3. Decay law (3 marks): N = N₀e^{−λt}; fraction remaining after n half-lives; relate λ, T½ and τ.
4. Decay types (2 marks): write nuclear equations for α and β decay; changes in Z and A; compare penetrating/ionising power.
5. Fission/fusion (2–3 marks): the ²³⁵U fission equation; role of moderator and control rods; why fusion needs high temperature.
⚡ Quick Revision
- A = Z + N; isotopes (same Z), isobars (same A), isotones (same N). 1 u = 931.5 MeV.
- R = R₀A^{1/3} (R₀ = 1.2 fm) → nuclear density is the same for all nuclei.

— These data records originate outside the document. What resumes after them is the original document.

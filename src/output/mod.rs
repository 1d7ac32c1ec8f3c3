//! Output module for crawl results
//!
//! This module handles:
//! - The [`StatsSink`] interface workers report results to
//! - Aggregating results into crawl statistics
//! - Printing statistics and generating markdown summaries

mod markdown;
pub mod stats;
mod traits;

pub use markdown::{format_markdown_summary, generate_markdown_summary};
pub use stats::{print_statistics, CrawlStatistics, FailedPage, StatsCollector};
pub use traits::{OutputError, OutputResult, StatsSink, TracingSink, WorkResult};
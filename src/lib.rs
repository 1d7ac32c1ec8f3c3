//! sitemap-crawler: a concurrent sitemap-driven site crawler
//!
//! This crate resolves a site's XML sitemap (flat or index), seeds a deduplicating
//! frontier with every page it lists, and fetches those pages through a fixed-size
//! worker pool, following same-host links discovered along the way.

pub mod config;
pub mod crawler;
pub mod output;
pub mod sitemap;
pub mod url;

use thiserror::Error;

/// Main error type for crawl operations
#[derive(Debug, Error)]
pub enum CrawlerError {
    #[error("Configuration error: {0}")]
    Config(#[from] ConfigError),

    #[error("Sitemap error: {0}")]
    Sitemap(#[from] sitemap::SitemapError),

    #[error("Fetch error: {0}")]
    Fetch(#[from] crawler::FetchError),

    #[error("URL error: {0}")]
    UrlError(#[from] UrlError),

    #[error("URL parse error: {0}")]
    UrlParse(#[from] ::url::ParseError),

    #[error("HTTP client error: {0}")]
    HttpClient(#[from] reqwest::Error),

    #[error("IO error: {0}")]
    Io(#[from] std::io::Error),
}

/// Configuration-specific errors
#[derive(Debug, Error)]
pub enum ConfigError {
    #[error("Failed to read config file: {0}")]
    Io(#[from] std::io::Error),

    #[error("Failed to parse TOML: {0}")]
    Parse(#[from] toml::de::Error),

    #[error("Validation error: {0}")]
    Validation(String),
}

/// URL-specific errors
#[derive(Debug, Error)]
pub enum UrlError {
    #[error("Failed to parse URL: {0}")]
    Parse(String),

    #[error("Invalid URL scheme: {0}")]
    InvalidScheme(String),

    #[error("Missing host in URL")]
    MissingHost,
}

/// Result type alias for crawl operations
pub type Result<T> = std::result::Result<T, CrawlerError>;

/// Result type alias for configuration operations
pub type ConfigResult<T> = std::result::Result<T, ConfigError>;

/// Result type alias for URL operations
pub type UrlResult<T> = std::result::Result<T, UrlError>;

// Re-export commonly used types
pub use config::{Config, CrawlOptions};
pub use crawler::{Coordinator, CrawlReport};
pub use output::{StatsCollector, StatsSink, WorkResult};
pub use sitemap::SitemapResolver;
pub use crate::url::{canonical_key, normalize_url, same_host};
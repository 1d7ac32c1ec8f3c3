//! Integration tests
//!
//! End-to-end tests running the HTTP fetcher against wiremock servers.

mod crawl_tests;
mod sitemap_tests;

/// Builds a flat sitemap listing `locs`
pub fn url_set(locs: &[String]) -> String {
    let entries: String = locs
        .iter()
        .map(|loc| format!("<url><loc>{}</loc></url>", loc))
        .collect();
    format!(
        r#"<?xml version="1.0" encoding="UTF-8"?>
<urlset xmlns="http://www.sitemaps.org/schemas/sitemap/0.9">{}</urlset>"#,
        entries
    )
}

/// Builds a sitemap index listing `locs`
pub fn sitemap_index(locs: &[String]) -> String {
    let entries: String = locs
        .iter()
        .map(|loc| format!("<sitemap><loc>{}</loc></sitemap>", loc))
        .collect();
    format!(
        r#"<?xml version="1.0" encoding="UTF-8"?>
<sitemapindex xmlns="http://www.sitemaps.org/schemas/sitemap/0.9">{}</sitemapindex>"#,
        entries
    )
}
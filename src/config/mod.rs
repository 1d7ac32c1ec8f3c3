//! Configuration module
//!
//! This module handles loading, parsing, and validating TOML configuration files,
//! and turning them into the immutable [`CrawlOptions`] a crawl run starts with.
//!
//! # Example
//!
//! ```no_run
//! use sitemap_crawler::config::{load_config, CrawlOptions};
//! use std::path::Path;
//!
//! let config = load_config(Path::new("crawler.toml")).unwrap();
//! let options = CrawlOptions::from(&config.crawler);
//! println!("Crawler will use {} workers", options.concurrency);
//! ```

mod parser;
mod types;
mod validation;

// Re-export types
pub use types::{Config, CrawlOptions, CrawlerConfig, OutputConfig, UserAgentConfig};

// Re-export parser functions
pub use parser::{compute_config_hash, load_config, load_config_with_hash, parse_config};
pub use validation::{validate_options, MAX_CONCURRENCY};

- Nuclear force: short-range, charge-independent, saturating, much stronger than electrostatic.
- Δm = [Zmp + (A−Z)mn] − M; BE = Δm × 931.5 MeV; stability measured by BE/A.
- BE/A curve peaks at A ≈ 56 (~8.8 MeV) → light nuclei fuse, heavy nuclei fission, both releasing energy.
- Decay: α (Z−2, A−4), β⁻ (Z+1, A same), γ (no change). Penetration γβα; ionisation αβγ.
- N = N₀e^{−λt}; T½ = 0.693/λ, τ = 1/λ; after n half-lives N = N₀/2ⁿ.
- Fission: ²³⁵U + n → Ba + Kr + 3n + ~200 MeV; chain reaction controlled by moderator and control rods. Fusion powers the Sun.